Depuis le début juillet et jusqu'au 1 er novembre, à la Maison Marie-Henry, rue des Grands-Sables au Pouldu, se tient l'exposition des oeuvres du peintre Édouard Doigneau, intitulé : La lumière apprivoisée. Un plaisir partagé à la redécouverte d'un artiste contemporain de Paul Gaugin et de l'école de Pont-Aven, présenté pour une première fois sur des cimaises publiques dans l'auberge de la plage, que Marie Poupée proposa aux artistes, pour y vivre, y travailler et y créer. Édouard Doigneau, est né à Nemours, en septembre 1865, dans une famille d'artisan, une fratrie de 4 enfants. Après sa formation chez les frères Barnabites complétée par des cours de dessin et aquarelle, par le fils d'Eugène Ciceri, il passe son baccalauréat et entre à Polytechnique en 1 885. Il quitte sa destinée militaire en mai I899 pour vivre sa vie d'artiste faite de très nombreux voyages au cours de laquelle il parcoure le bassin méditerranéen et la France faisant de nombreux séjours en Bretagne, et en Camargue.
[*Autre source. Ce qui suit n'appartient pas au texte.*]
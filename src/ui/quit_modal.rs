// Quit confirmation modal

use ratatui::{
    Frame,
    layout::{Alignment, Rect},
    style::{Color, Modifier, Style},
    text::{Line, Span},
    widgets::{Block, Borders, Clear, Paragraph},
};

pub struct QuitModal;

impl QuitModal {
    pub fn render(frame: &mut Frame, progress_pct: f64) {
        let area = frame.area();

        let modal_width = 54.min(area.width.saturating_sub(4));
        let modal_height = 8.min(area.height.saturating_sub(2));

        let modal_area = Rect {
            x: (area.width.saturating_sub(modal_width)) / 2,
            y: (area.height.saturating_sub(modal_height)) / 2,
            width: modal_width,
            height: modal_height,
        };

        frame.render_widget(Clear, modal_area);

        let block = Block::default()
            .borders(Borders::ALL)
            .border_style(Style::default().fg(Color::Yellow))
            .title(" Quit Confirmation ")
            .title_alignment(Alignment::Center)
            .style(Style::default().bg(Color::Black));

        let inner = block.inner(modal_area);
        frame.render_widget(block, modal_area);

        let lines = vec![
            Line::from(""),
            Line::from(vec![Span::styled(
                format!("A conversion is running ({:.1}%).", progress_pct),
                Style::default().fg(Color::White),
            )]),
            Line::from(vec![Span::styled(
                "The ffmpeg process may keep running after exit",
                Style::default().fg(Color::Gray),
            )]),
            Line::from(vec![Span::styled(
                "and leave a .partial file behind.",
                Style::default().fg(Color::Gray),
            )]),
            Line::from(""),
            Line::from(vec![
                Span::styled(
                    "[Y]",
                    Style::default()
                        .fg(Color::Green)
                        .add_modifier(Modifier::BOLD),
                ),
                Span::raw(" Quit   "),
                Span::styled(
                    "[N]",
                    Style::default().fg(Color::Red).add_modifier(Modifier::BOLD),
                ),
                Span::raw(" Cancel"),
            ]),
        ];

        let paragraph = Paragraph::new(lines)
            .alignment(Alignment::Center)
            .style(Style::default().fg(Color::White));

        frame.render_widget(paragraph, inner);
    }
}
use std::path::PathBuf;
use std::time::Duration;
use uuid::Uuid;

use super::filter_graph::format_degrees;
use super::probe::StreamPair;

/// Default interpupillary distance in millimeters
pub const DEFAULT_IPD_MM: f64 = 64.0;

/// What the user asked for
#[derive(Debug, Clone, PartialEq)]
pub struct JobParams {
    pub input_path: PathBuf,
    pub output_path: PathBuf,
    pub ipd_mm: f64,
}

impl JobParams {
    pub fn new(input_path: impl Into<PathBuf>, output_path: impl Into<PathBuf>, ipd_mm: f64) -> Self {
        Self {
            input_path: input_path.into(),
            output_path: output_path.into(),
            ipd_mm,
        }
    }
}

/// Parse free-text IPD. Only finite numbers are accepted.
pub fn parse_ipd(text: &str) -> Option<f64> {
    text.trim().parse::<f64>().ok().filter(|v| v.is_finite())
}

/// Editable IPD text: every digit kept, `64` shown as `64.0`
pub fn format_ipd(ipd_mm: f64) -> String {
    format_degrees(ipd_mm)
}

#[derive(Debug, Clone, Copy, PartialEq, Eq)]
pub enum JobStatus {
    Pending,
    Running,
    Done,
    Failed,
}

/// A dispatched job as tracked by the form
#[derive(Debug, Clone)]
pub struct StereoJob {
    pub id: Uuid,
    pub params: JobParams,
    pub status: JobStatus,

    // Runtime
    pub frame: u64,
    pub total_frames: Option<u64>,
    pub fps: Option<f64>,
    pub speed: Option<f64>,
    pub progress_pct: f64,
    pub eta_seconds: Option<u64>,
    /// Configuration currently encoding
    pub config: Option<String>,
}

impl StereoJob {
    pub fn new(params: JobParams) -> Self {
        Self {
            id: Uuid::new_v4(),
            params,
            status: JobStatus::Pending,
            frame: 0,
            total_frames: None,
            fps: None,
            speed: None,
            progress_pct: 0.0,
            eta_seconds: None,
            config: None,
        }
    }
}

/// Outcome of a successful job
#[derive(Debug, Clone)]
pub struct JobReport {
    pub output_path: PathBuf,
    pub sidecar_path: PathBuf,
    /// Name of the encode configuration that succeeded
    pub config: String,
    pub streams: StreamPair,
    pub elapsed: Duration,
}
Édouard Doigneau, formé de manière classique s'attache aux principes de l'école de Barbizon et reste marqué par Corot et Millet. Il aime travailler en plein air. C'est aussi une invitation aux voyages, sans exotisme, juste une démarche humanitaire, le peintre se fait l'ambassadeur des terres lointaines en Algérie, au Maroc sans fantasme d'orientalisme. Édouard Doigneau peintre de la Bretagne et du Pouldu est décédé à Paris en 1954, sans descendance directe, après avoir participé à de nombreuses expositions ou salons en Europe. Il a également créé plusieurs ateliers d'artistes, à Paris. Une exposition, réalisée grâce à l'implication de son petit-neveu et de sa soeur, pensée et mise en oeuvre par Mme Chiron avec Bernard Le Floch de Pont-l'Abbé.